During the past three decades of rapid economic growth, one-industry towns like Gurao and Chendian sprang up along China’s eastern seaboard, often in what were once paddyfields. With investment from Hong Kong and Taiwan, and a huge influx of migrant labour from China’s interior, they fuelled the country’s export boom. There are now more than 500 such towns, making products such as buttons, ties, plastic shoes, car tyres, toys, Christmas decorations and toilets (see map).

Knickerbocker glories

Gurao is one of several underwear hubs that have made China the world’s largest lingerie producer. The country made 2.9 billion bras in 2014, 60% of the world’s total, according to Frost & Sullivan, a consultancy. In several industries, the clustering of similar firms in the same place creates a critical mass of good suppliers and workers with relevant skills. Niche towns in China produce 63% of the world’s shoes, 70% of its spectacles and 90% of its energy-saving lamps.

All this growth has had an environmental cost. In 2010 Greenpeace, an NGO, reported that fabric-dyeing plants in Gurao had severely polluted the water, making it unfit to drink. But the bra-makers of Gurao are far more worried about foreign competition than foreign eco-warriors.

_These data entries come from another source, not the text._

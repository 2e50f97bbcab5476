//! Run configuration and scenarios.
//!
//! Both load from TOML:
//!
//! ```toml
//! [sectors]
//! Nprod = ["agri", "industry"]
//!
//! [preset]
//! K = [2.0, 3.0]
//!
//! [run]
//! t_end = 50.0
//! dt = 0.01
//! scheme = "rk4"
//! record_every = 10
//! ```

use crate::errors::{ChimesError, ChimesResult};
use crate::integrator::{Integrator, RunOutcome};
use crate::model::{Model, ModelBuilder};
use crate::preset::Preset;
use crate::registry::FieldRegistry;
use crate::shape::SectorAssignment;
use serde::{Deserialize, Serialize};

const STEP_TOLERANCE: f64 = 1e-9;

/// Numerical scheme used to advance differential fields.
#[derive(Debug, Clone, Copy, PartialEq, Eq, Default, Serialize, Deserialize)]
#[serde(rename_all = "lowercase")]
pub enum Scheme {
    /// Forward Euler
    #[default]
    Euler,
    /// Classic fourth order Runge-Kutta
    Rk4,
}

#[derive(Debug, Clone, PartialEq, Serialize, Deserialize)]
#[serde(default)]
pub struct RunConfig {
    pub t_start: f64,
    /// Simulated time at which the run stops
    pub t_end: f64,
    pub dt: f64,
    pub scheme: Scheme,
    /// Retain every n-th step. The final state is always retained.
    pub record_every: usize,
    /// Stop with `NumericDivergence` as soon as a field holds a NaN or infinite value
    pub check_finite: bool,
    pub max_steps: Option<usize>,
    pub wall_clock_budget_secs: Option<f64>,
}

impl Default for RunConfig {
    fn default() -> Self {
        Self {
            t_start: 0.0,
            t_end: 100.0,
            dt: 0.01,
            scheme: Scheme::Euler,
            record_every: 1,
            check_finite: true,
            max_steps: None,
            wall_clock_budget_secs: None,
        }
    }
}

impl RunConfig {
    pub fn new(t_end: f64, dt: f64) -> Self {
        Self {
            t_end,
            dt,
            ..Default::default()
        }
    }

    pub fn with_scheme(mut self, scheme: Scheme) -> Self {
        self.scheme = scheme;
        self
    }

    pub fn with_record_every(mut self, record_every: usize) -> Self {
        self.record_every = record_every;
        self
    }

    pub fn with_max_steps(mut self, max_steps: usize) -> Self {
        self.max_steps = Some(max_steps);
        self
    }

    pub fn with_wall_clock_budget(mut self, secs: f64) -> Self {
        self.wall_clock_budget_secs = Some(secs);
        self
    }

    pub fn validate(&self) -> ChimesResult<()> {
        if !(self.dt.is_finite() && self.dt > 0.0) {
            return Err(ChimesError::Config(format!(
                "dt must be positive and finite, got {}",
                self.dt
            )));
        }
        if !(self.t_start.is_finite() && self.t_end.is_finite()) || self.t_end < self.t_start {
            return Err(ChimesError::Config(format!(
                "t_end ({}) must not be before t_start ({})",
                self.t_end, self.t_start
            )));
        }
        if self.record_every == 0 {
            return Err(ChimesError::Config(
                "record_every must be at least 1".to_string(),
            ));
        }
        if let Some(budget) = self.wall_clock_budget_secs {
            if !(budget.is_finite() && budget >= 0.0) {
                return Err(ChimesError::Config(format!(
                    "wall_clock_budget_secs must be a non-negative number, got {}",
                    budget
                )));
            }
        }
        Ok(())
    }

    /// Number of steps needed to reach `t_end`.
    ///
    /// A horizon which is not a whole number of steps gets one extra, shorter, final step.
    /// Spans within a relative `1e-9` of a whole number of steps are treated as whole.
    pub fn n_steps(&self) -> usize {
        let steps = (self.t_end - self.t_start) / self.dt;
        let nearest = steps.round();
        if (steps - nearest).abs() <= STEP_TOLERANCE * nearest.max(1.0) {
            nearest as usize
        } else {
            steps.ceil() as usize
        }
    }

    /// Simulated time after `step` steps, never past `t_end`
    pub fn time_at(&self, step: usize) -> f64 {
        (self.t_start + step as f64 * self.dt).min(self.t_end)
    }

    /// Size of step number `step`. Equal to `dt` except for a shortened final step.
    pub fn step_size(&self, step: usize) -> f64 {
        self.time_at(step + 1) - self.time_at(step)
    }

    pub fn from_toml_str(text: &str) -> ChimesResult<Self> {
        let config: RunConfig = toml::from_str(text)?;
        config.validate()?;
        Ok(config)
    }
}

/// Everything needed to run a model: sector labels, preset values and run settings.
#[derive(Debug, Clone, Default, PartialEq, Serialize, Deserialize)]
#[serde(default)]
pub struct Scenario {
    pub sectors: SectorAssignment,
    pub preset: Preset,
    pub run: RunConfig,
}

impl Scenario {
    pub fn from_toml_str(text: &str) -> ChimesResult<Self> {
        let scenario: Scenario = toml::from_str(text)?;
        scenario.run.validate()?;
        Ok(scenario)
    }

    /// Build `registry` with the sector labels of this scenario.
    pub fn build_model(&self, registry: FieldRegistry) -> ChimesResult<Model> {
        ModelBuilder::new(registry)
            .with_sector_assignment(&self.sectors)
            .build()
    }

    /// Build a model from `registry` and run it.
    pub fn run(&self, registry: FieldRegistry) -> ChimesResult<RunOutcome> {
        let model = self.build_model(registry)?;
        Integrator::new(self.run.clone())?.run(&model, &self.preset)
    }
}

#[cfg(test)]
mod tests {
    use super::*;
    use crate::preset::PresetValue;

    #[test]
    fn defaults() {
        let config = RunConfig::default();
        assert!(config.validate().is_ok());
        assert_eq!(config.n_steps(), 10_000);
        assert_eq!(config.scheme, Scheme::Euler);
    }

    #[test]
    fn step_count_rounds() {
        assert_eq!(RunConfig::new(10.0, 1.0).n_steps(), 10);
        assert_eq!(RunConfig::new(1.0, 0.1).n_steps(), 10);
        assert_eq!(RunConfig::new(0.0, 0.1).n_steps(), 0);
        assert_eq!(RunConfig::new(0.3, 0.1).n_steps(), 3);
        assert!((RunConfig::new(1.0, 0.1).time_at(7) - 0.7).abs() < 1e-12);
    }

    #[test]
    fn final_step_lands_on_horizon() {
        let config = RunConfig::new(1.0, 0.3);
        assert_eq!(config.n_steps(), 4);
        assert_eq!(config.time_at(4), 1.0);
        assert!((config.step_size(0) - 0.3).abs() < 1e-12);
        assert!((config.step_size(3) - 0.1).abs() < 1e-12);

        let config = RunConfig::new(10.0, 3.0);
        assert_eq!(config.n_steps(), 4);
        assert_eq!(config.time_at(4), 10.0);
        assert_eq!(config.step_size(3), 1.0);

        let config = RunConfig::new(1.0, 0.4);
        assert_eq!(config.n_steps(), 3);
        assert_eq!(config.time_at(3), 1.0);
    }

    #[test]
    fn invalid_configs() {
        let bad = [
            RunConfig::new(10.0, 0.0),
            RunConfig::new(10.0, -1.0),
            RunConfig::new(10.0, f64::NAN),
            RunConfig::new(-1.0, 0.1),
            RunConfig::new(10.0, 0.1).with_record_every(0),
        ];
        for config in bad {
            assert!(matches!(config.validate(), Err(ChimesError::Config(_))));
        }
    }

    #[test]
    fn load_run_config() {
        let config = RunConfig::from_toml_str(
            r#"
            t_end = 50.0
            dt = 0.05
            scheme = "rk4"
            record_every = 20
            "#,
        )
        .unwrap();
        assert_eq!(config.scheme, Scheme::Rk4);
        assert_eq!(config.t_start, 0.0);
        assert_eq!(config.n_steps(), 1000);
        assert!(config.check_finite);

        assert!(RunConfig::from_toml_str("dt = 0.0").is_err());
        assert!(matches!(
            RunConfig::from_toml_str("scheme = \"leapfrog\""),
            Err(ChimesError::Config(_))
        ));
    }

    #[test]
    fn load_scenario() {
        let scenario = Scenario::from_toml_str(
            r#"
            [sectors]
            Nprod = ["agri", "industry"]

            [preset]
            K = [2.0, 3.0]
            a = 1.5

            [run]
            t_end = 5.0
            dt = 0.5
            "#,
        )
        .unwrap();
        assert_eq!(scenario.sectors.get("Nprod").map(|l| l.len()), Some(2));
        assert_eq!(scenario.preset.get("a"), Some(&PresetValue::Scalar(1.5)));
        assert_eq!(scenario.run.n_steps(), 10);
    }
}
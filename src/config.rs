use std::path::{Path, PathBuf};

use config::{Config, Environment, File};
use serde::Deserialize;

use crate::error::CatalogError;

pub const DEFAULT_CONFIG_FILE: &str = "catalog.toml";

pub const DEFAULT_PRIMARY: &[&str] = &[
    "universities-1.csv",
    "universities-2.csv",
    "universities-3.csv",
    "universities-4.csv",
    "universities-5.csv",
];
pub const DEFAULT_EXTRAS: &str = "universities-extras.csv";

#[derive(Debug, Clone, Deserialize, Default)]
pub struct Settings {
    #[serde(default)]
    pub sources: SourceSettings,
}

/// Where the CSV sources live and what they are called.
#[derive(Debug, Clone, Deserialize)]
pub struct SourceSettings {
    /// HTTP origin; when set, sources are fetched from `{base_url}/{file}`.
    pub base_url: Option<String>,
    /// Local directory used when no `base_url` is configured.
    pub data_dir: PathBuf,
    pub primary: Vec<String>,
    pub extras: String,
    pub timeout_secs: u64,
}

impl Default for SourceSettings {
    fn default() -> Self {
        Self {
            base_url: None,
            data_dir: PathBuf::from("data"),
            primary: DEFAULT_PRIMARY.iter().map(|s| s.to_string()).collect(),
            extras: DEFAULT_EXTRAS.to_string(),
            timeout_secs: 30,
        }
    }
}

impl SourceSettings {
    /// Sources read from a local directory with the default file names.
    pub fn local(dir: impl Into<PathBuf>) -> Self {
        Self {
            data_dir: dir.into(),
            ..Default::default()
        }
    }

    /// Sources fetched over HTTP with the default file names.
    pub fn remote(base_url: impl Into<String>) -> Self {
        Self {
            base_url: Some(base_url.into()),
            ..Default::default()
        }
    }
}

impl Settings {
    /// Defaults, then the TOML file (if present), then `CATALOG_*` env vars.
    pub fn load(path: Option<&Path>) -> Result<Self, CatalogError> {
        let defaults = SourceSettings::default();
        let file = path.unwrap_or_else(|| Path::new(DEFAULT_CONFIG_FILE));

        let built = Config::builder()
            .set_default("sources.data_dir", defaults.data_dir.to_string_lossy().to_string())
            .and_then(|b| b.set_default("sources.primary", defaults.primary.clone()))
            .and_then(|b| b.set_default("sources.extras", defaults.extras.clone()))
            .and_then(|b| b.set_default("sources.timeout_secs", defaults.timeout_secs))
            .map_err(|e| CatalogError::Configuration(e.to_string()))?
            .add_source(File::from(file).required(path.is_some()))
            .add_source(
                Environment::with_prefix("CATALOG")
                    .prefix_separator("_")
                    .separator("__"),
            )
            .build()
            .map_err(|e| CatalogError::Configuration(e.to_string()))?;

        built
            .try_deserialize()
            .map_err(|e| CatalogError::Configuration(e.to_string()))
    }
}
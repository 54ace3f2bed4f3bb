use serde::Serialize;

/// A display string paired with its coerced analytic value.
///
/// `value` is only present when `raw` was unambiguously parseable.
#[derive(Debug, Clone, Default, PartialEq, Serialize)]
pub struct Field<T> {
    pub raw: String,
    pub value: Option<T>,
}

impl<T> Field<T> {
    pub fn new(raw: impl Into<String>, value: Option<T>) -> Self {
        Self {
            raw: raw.into(),
            value,
        }
    }
}

/// Low/high pair from a "540-640" style score range.
#[derive(Debug, Clone, Copy, Default, PartialEq, Serialize)]
pub struct ScoreRange {
    pub low: Option<f64>,
    pub high: Option<f64>,
}

impl ScoreRange {
    pub fn both(&self) -> Option<(f64, f64)> {
        Some((self.low?, self.high?))
    }
}

/// The five application deadline columns.
#[derive(Debug, Clone, Copy, PartialEq, Eq, Hash)]
pub enum DeadlineKind {
    EarlyDecision1,
    EarlyDecision2,
    EarlyAction1,
    EarlyAction2,
    Regular,
}

impl DeadlineKind {
    pub const ALL: [DeadlineKind; 5] = [
        DeadlineKind::EarlyDecision1,
        DeadlineKind::EarlyDecision2,
        DeadlineKind::EarlyAction1,
        DeadlineKind::EarlyAction2,
        DeadlineKind::Regular,
    ];

    pub fn label(&self) -> &'static str {
        match self {
            DeadlineKind::EarlyDecision1 => "ED I",
            DeadlineKind::EarlyDecision2 => "ED II",
            DeadlineKind::EarlyAction1 => "EA I",
            DeadlineKind::EarlyAction2 => "EA II",
            DeadlineKind::Regular => "RD",
        }
    }
}

/// One institution, as assembled from the primary sources plus the extras overlay.
#[derive(Debug, Clone, Default, PartialEq, Serialize)]
#[serde(rename_all = "camelCase")]
pub struct University {
    pub id: String,
    pub institution: String,

    // Admissions
    pub ed_acceptance_rate: Field<f64>,
    pub overall_acceptance_rate: Field<f64>,
    pub regular_acceptance_rate: Field<f64>,
    #[serde(rename = "percentSubmittingSAT")]
    pub percent_submitting_sat: Field<f64>,
    #[serde(rename = "percentSubmittingACT")]
    pub percent_submitting_act: Field<f64>,
    pub sat_math: Field<ScoreRange>,
    #[serde(rename = "satRW")]
    pub sat_rw: Field<ScoreRange>,
    pub act: Field<ScoreRange>,
    pub international_acceptance_rate: String,
    pub demonstrated_interest: String,

    // Deadlines
    pub early_decision_i: String,
    #[serde(rename = "earlyDecisionII")]
    pub early_decision_ii: String,
    pub early_action_i: String,
    #[serde(rename = "earlyActionII")]
    pub early_action_ii: String,
    pub regular_decision: String,

    // Cost and aid
    pub cost_of_attendance: Field<f64>,
    pub percent_merit_aid: Field<f64>,
    pub avg_merit_award: Field<f64>,
    pub percent_need_met: Field<f64>,
    pub avg_need_based_grant: String,

    // Campus life
    pub percent_on_campus: Field<f64>,
    pub housing_requirement: String,

    // Outcomes
    pub median_earnings_6_years: String,
    pub median_earnings_10_years: Field<f64>,
    #[serde(rename = "netROI20Years")]
    pub net_roi_20_years: Field<f64>,
    pub freshman_retention: Field<f64>,
    pub graduation_rate_4_year: Field<f64>,
    pub graduation_rate_6_year: Field<f64>,
    pub notable_scholarships: String,
    pub cs_median_salary: String,

    // Location and climate
    pub city: String,
    pub state: String,
    pub avg_jan_temp: Field<f64>,
    pub avg_april_temp: String,
    pub avg_july_temp: String,
    pub avg_oct_temp: String,
    pub days_with_precipitation: Field<f64>,
    pub sunny_days: Field<f64>,

    // Student body
    pub total_enrollment: Field<f64>,
    pub percent_female: String,
    pub percent_male: String,
    pub percent_african_american: String,
    pub percent_asian: String,
    pub percent_hispanic: String,
    pub percent_white: String,
    pub percent_unknown: String,
    pub percent_international: Field<f64>,

    // Extras overlay; unset when the extras source has no row for this name
    pub no_supplemental_essays: Option<bool>,
    pub free_application: Option<bool>,
}

impl University {
    pub fn deadline(&self, kind: DeadlineKind) -> &str {
        match kind {
            DeadlineKind::EarlyDecision1 => &self.early_decision_i,
            DeadlineKind::EarlyDecision2 => &self.early_decision_ii,
            DeadlineKind::EarlyAction1 => &self.early_action_i,
            DeadlineKind::EarlyAction2 => &self.early_action_ii,
            DeadlineKind::Regular => &self.regular_decision,
        }
    }

    /// Lowercased, trimmed name used to join against the extras source.
    pub fn match_key(&self) -> String {
        self.institution.trim().to_lowercase()
    }
}

/// Slug identity: lowercase, non-alphanumeric runs collapsed to `-`, ends trimmed.
pub fn derive_id(name: &str) -> String {
    let mut id = String::with_capacity(name.len());
    let mut pending_dash = false;
    for c in name.chars().flat_map(char::to_lowercase) {
        if c.is_ascii_lowercase() || c.is_ascii_digit() {
            if pending_dash && !id.is_empty() {
                id.push('-');
            }
            pending_dash = false;
            id.push(c);
        } else {
            pending_dash = true;
        }
    }
    id
}

// ── Tests ──
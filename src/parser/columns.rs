//! Positional layout of the primary CSV sources.

pub const INSTITUTION: usize = 0;
pub const ED_ACCEPTANCE_RATE: usize = 1;
pub const OVERALL_ACCEPTANCE_RATE: usize = 2;
pub const REGULAR_ACCEPTANCE_RATE: usize = 3;
pub const PERCENT_SUBMITTING_SAT: usize = 4;
pub const PERCENT_SUBMITTING_ACT: usize = 5;
pub const SAT_MATH: usize = 6;
pub const SAT_RW: usize = 7;
pub const ACT: usize = 8;
pub const INTERNATIONAL_ACCEPTANCE_RATE: usize = 9;
pub const DEMONSTRATED_INTEREST: usize = 10;
pub const EARLY_DECISION_I: usize = 11;
pub const EARLY_DECISION_II: usize = 12;
pub const EARLY_ACTION_I: usize = 13;
pub const EARLY_ACTION_II: usize = 14;
pub const REGULAR_DECISION: usize = 15;
pub const COST_OF_ATTENDANCE: usize = 16;
pub const PERCENT_MERIT_AID: usize = 17;
pub const AVG_MERIT_AWARD: usize = 18;
pub const PERCENT_NEED_MET: usize = 19;
pub const AVG_NEED_BASED_GRANT: usize = 20;
pub const PERCENT_ON_CAMPUS: usize = 21;
pub const HOUSING_REQUIREMENT: usize = 22;
pub const MEDIAN_EARNINGS_6_YEARS: usize = 23;
pub const MEDIAN_EARNINGS_10_YEARS: usize = 24;
pub const NET_ROI_20_YEARS: usize = 25;
pub const FRESHMAN_RETENTION: usize = 26;
pub const GRADUATION_RATE_4_YEAR: usize = 27;
pub const GRADUATION_RATE_6_YEAR: usize = 28;
pub const NOTABLE_SCHOLARSHIPS: usize = 29;
pub const CS_MEDIAN_SALARY: usize = 30;
pub const CITY: usize = 31;
pub const STATE: usize = 32;
pub const AVG_JAN_TEMP: usize = 33;
pub const AVG_APRIL_TEMP: usize = 34;
pub const AVG_JULY_TEMP: usize = 35;
pub const AVG_OCT_TEMP: usize = 36;
pub const DAYS_WITH_PRECIPITATION: usize = 37;
pub const SUNNY_DAYS: usize = 38;
pub const TOTAL_ENROLLMENT: usize = 39;
pub const PERCENT_FEMALE: usize = 40;
pub const PERCENT_MALE: usize = 41;
pub const PERCENT_AFRICAN_AMERICAN: usize = 42;
pub const PERCENT_ASIAN: usize = 43;
pub const PERCENT_HISPANIC: usize = 44;
pub const PERCENT_WHITE: usize = 45;
pub const PERCENT_UNKNOWN: usize = 46;
pub const PERCENT_INTERNATIONAL: usize = 47;

/// Full width of a primary row.
pub const WIDTH: usize = 48;

/// Rows narrower than this are malformed and dropped.
pub const MIN_ROW_WIDTH: usize = 10;

/// Extras source layout.
pub mod extras {
    pub const INSTITUTION: usize = 0;
    pub const NO_ESSAYS: usize = 1;
    pub const FREE_APPLICATION: usize = 2;
}
//! Name ordering for the catalog listing.
//!
//! Approximates root-locale collation for Latin-script names in three levels:
//! base letters (accents and case folded away), then accents, then case with
//! lowercase first. Raw text breaks any remaining tie.

use std::cmp::Ordering;

use unicode_normalization::char::is_combining_mark;
use unicode_normalization::UnicodeNormalization;

#[derive(Debug, PartialEq, Eq, PartialOrd, Ord)]
struct SortKey {
    base: String,
    accents: String,
    uppercase: Vec<bool>,
}

impl SortKey {
    fn new(name: &str) -> Self {
        let decomposed: String = name.nfd().collect();
        let accents = decomposed.to_lowercase();
        let base = accents.chars().filter(|c| !is_combining_mark(*c)).collect();
        let uppercase = decomposed
            .chars()
            .filter(|c| !is_combining_mark(*c))
            .map(char::is_uppercase)
            .collect();
        Self {
            base,
            accents,
            uppercase,
        }
    }
}

pub fn locale_cmp(a: &str, b: &str) -> Ordering {
    SortKey::new(a)
        .cmp(&SortKey::new(b))
        .then_with(|| a.cmp(b))
}

// ── Tests ──

#[cfg(test)]
mod tests {
    use super::*;

    fn sorted(names: &[&str]) -> Vec<String> {
        let mut v: Vec<String> = names.iter().map(|s| s.to_string()).collect();
        v.sort_by(|a, b| locale_cmp(a, b));
        v
    }

    #[test]
    fn accented_names_sort_with_their_base_letter() {
        assert_eq!(
            sorted(&[
                "Yale University",
                "École Polytechnique",
                "Emory University",
                "apple College",
                "Apple College",
            ]),
            vec![
                "apple College",
                "Apple College",
                "École Polytechnique",
                "Emory University",
                "Yale University",
            ]
        );
    }

    #[test]
    fn unaccented_before_accented() {
        assert_eq!(locale_cmp("Ecole", "École"), Ordering::Less);
        assert_eq!(locale_cmp("Université", "Universite"), Ordering::Greater);
    }

    #[test]
    fn lowercase_before_uppercase_on_tie() {
        assert_eq!(locale_cmp("apple", "Apple"), Ordering::Less);
        assert_eq!(locale_cmp("apple", "Banana"), Ordering::Less);
        assert_eq!(locale_cmp("same", "same"), Ordering::Equal);
    }

    #[test]
    fn precomposed_and_decomposed_compare_by_raw_text_only() {
        let composed = "Montr\u{e9}al";
        let decomposed = "Montre\u{301}al";
        assert_eq!(SortKey::new(composed), SortKey::new(decomposed));
        assert_ne!(locale_cmp(composed, decomposed), Ordering::Equal);
    }
}
use std::fmt;
use std::str::FromStr;
use std::sync::LazyLock;

use chrono::{Datelike, NaiveDate};
use regex::Regex;
use serde::{Deserialize, Deserializer, Serialize, Serializer};

use crate::error::SpecError;
use crate::parser::coerce::is_missing;
use crate::university::{DeadlineKind, University};

/// Placeholder year; only month and day take part in comparisons.
const REFERENCE_YEAR: i32 = 2025;

static DEADLINE_RE: LazyLock<Regex> =
    LazyLock::new(|| Regex::new(r"([A-Za-z]+)\s+(\d+)").unwrap());

const MONTHS: &[&str] = &[
    "jan", "feb", "mar", "apr", "may", "jun", "jul", "aug", "sep", "oct", "nov", "dec",
];

/// The five named deadline windows, in calendar order.
#[derive(Debug, Clone, Copy, PartialEq, Eq, Hash)]
pub enum DeadlineWindow {
    Jan1To5,
    Jan6To10,
    Jan11To15,
    Jan16ToFeb1,
    Feb1ToLate,
}

impl DeadlineWindow {
    pub const ALL: [DeadlineWindow; 5] = [
        DeadlineWindow::Jan1To5,
        DeadlineWindow::Jan6To10,
        DeadlineWindow::Jan11To15,
        DeadlineWindow::Jan16ToFeb1,
        DeadlineWindow::Feb1ToLate,
    ];

    pub fn label(&self) -> &'static str {
        match self {
            DeadlineWindow::Jan1To5 => "Jan 1 – Jan 5",
            DeadlineWindow::Jan6To10 => "Jan 6 – Jan 10",
            DeadlineWindow::Jan11To15 => "Jan 11 – Jan 15",
            DeadlineWindow::Jan16ToFeb1 => "Jan 16 – Feb 1",
            DeadlineWindow::Feb1ToLate => "Feb 1 – Late",
        }
    }

    /// Inclusive (month, day) bounds.
    fn bounds(&self) -> ((u32, u32), (u32, u32)) {
        match self {
            DeadlineWindow::Jan1To5 => ((1, 1), (1, 5)),
            DeadlineWindow::Jan6To10 => ((1, 6), (1, 10)),
            DeadlineWindow::Jan11To15 => ((1, 11), (1, 15)),
            DeadlineWindow::Jan16ToFeb1 => ((1, 16), (2, 1)),
            DeadlineWindow::Feb1ToLate => ((2, 1), (12, 31)),
        }
    }

    pub fn contains(&self, date: NaiveDate) -> bool {
        let ((sm, sd), (em, ed)) = self.bounds();
        let key = (date.month(), date.day());
        key >= (sm, sd) && key <= (em, ed)
    }

    /// True when any of the record's five deadlines falls in this window.
    pub fn matches(&self, u: &University) -> bool {
        DeadlineKind::ALL
            .iter()
            .filter_map(|&k| parse_deadline(u.deadline(k)))
            .any(|d| self.contains(d))
    }
}

impl fmt::Display for DeadlineWindow {
    fn fmt(&self, f: &mut fmt::Formatter<'_>) -> fmt::Result {
        f.write_str(self.label())
    }
}

impl FromStr for DeadlineWindow {
    type Err = SpecError;

    /// Accepts the canonical label; a plain hyphen in place of the en-dash is tolerated.
    fn from_str(s: &str) -> Result<Self, Self::Err> {
        let wanted = s.trim().replace(" - ", " – ");
        DeadlineWindow::ALL
            .into_iter()
            .find(|w| w.label() == wanted)
            .ok_or_else(|| SpecError::UnknownDeadlineWindow(s.to_string()))
    }
}

impl Serialize for DeadlineWindow {
    fn serialize<S: Serializer>(&self, serializer: S) -> Result<S::Ok, S::Error> {
        serializer.serialize_str(self.label())
    }
}

impl<'de> Deserialize<'de> for DeadlineWindow {
    fn deserialize<D: Deserializer<'de>>(deserializer: D) -> Result<Self, D::Error> {
        let s = String::deserialize(deserializer)?;
        s.parse().map_err(serde::de::Error::custom)
    }
}

/// "Nov 1" -> Nov 1 of the reference year. `None` for sentinels or anything unrecognized.
pub fn parse_deadline(text: &str) -> Option<NaiveDate> {
    if is_missing(text) {
        return None;
    }
    let caps = DEADLINE_RE.captures(text)?;
    let word = caps[1].to_lowercase();
    let month = MONTHS.iter().position(|m| *m == word)? as u32 + 1;
    let day = caps[2].parse::<u32>().ok()?;
    NaiveDate::from_ymd_opt(REFERENCE_YEAR, month, day)
}

// ── Tests ──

China’s consumer goods grabbed a huge share of global markets thanks to their low prices. That advantage is fading. Since 2001 wages have risen by 12% a year. Thailand and Vietnam, where labour is cheaper and taxes lower, now make lingerie for global brands such as Victoria’s Secret and La Senza. China’s biggest underwear firm, Regina Miracle, will open two factories in Vietnam this year, its first outside China. It plans another two there by 2018. Cambodia and Myanmar are joining the fray. Wacoal, a Japanese underwear-maker, opened factories in both countries in 2013 and another in Myanmar last year.

Gurao still has advantages, such as excellent supply chains. Several factories there make components for undergarments: dyed textiles, lace and the tough foam used to upholster push-up bras. Every form of elastic waistband used for boxer shorts is produced locally. The town also appears to enjoy loose regulation of trademarks. Some of the waistbands use misspellings such as “Calven Klain” and “Oalvin Klein” in an attempt to cash in on famous brand names.

Officials in Gurao insist that the town can overcome its difficulties by upgrading its technology and using machines instead of people. But attracting the capital and skill to transform Gurao may be more difficult than the daring step taken by a local entrepreneur in 1982 when he opened its first bra factory, at a time when private enterprise was still frowned on in China.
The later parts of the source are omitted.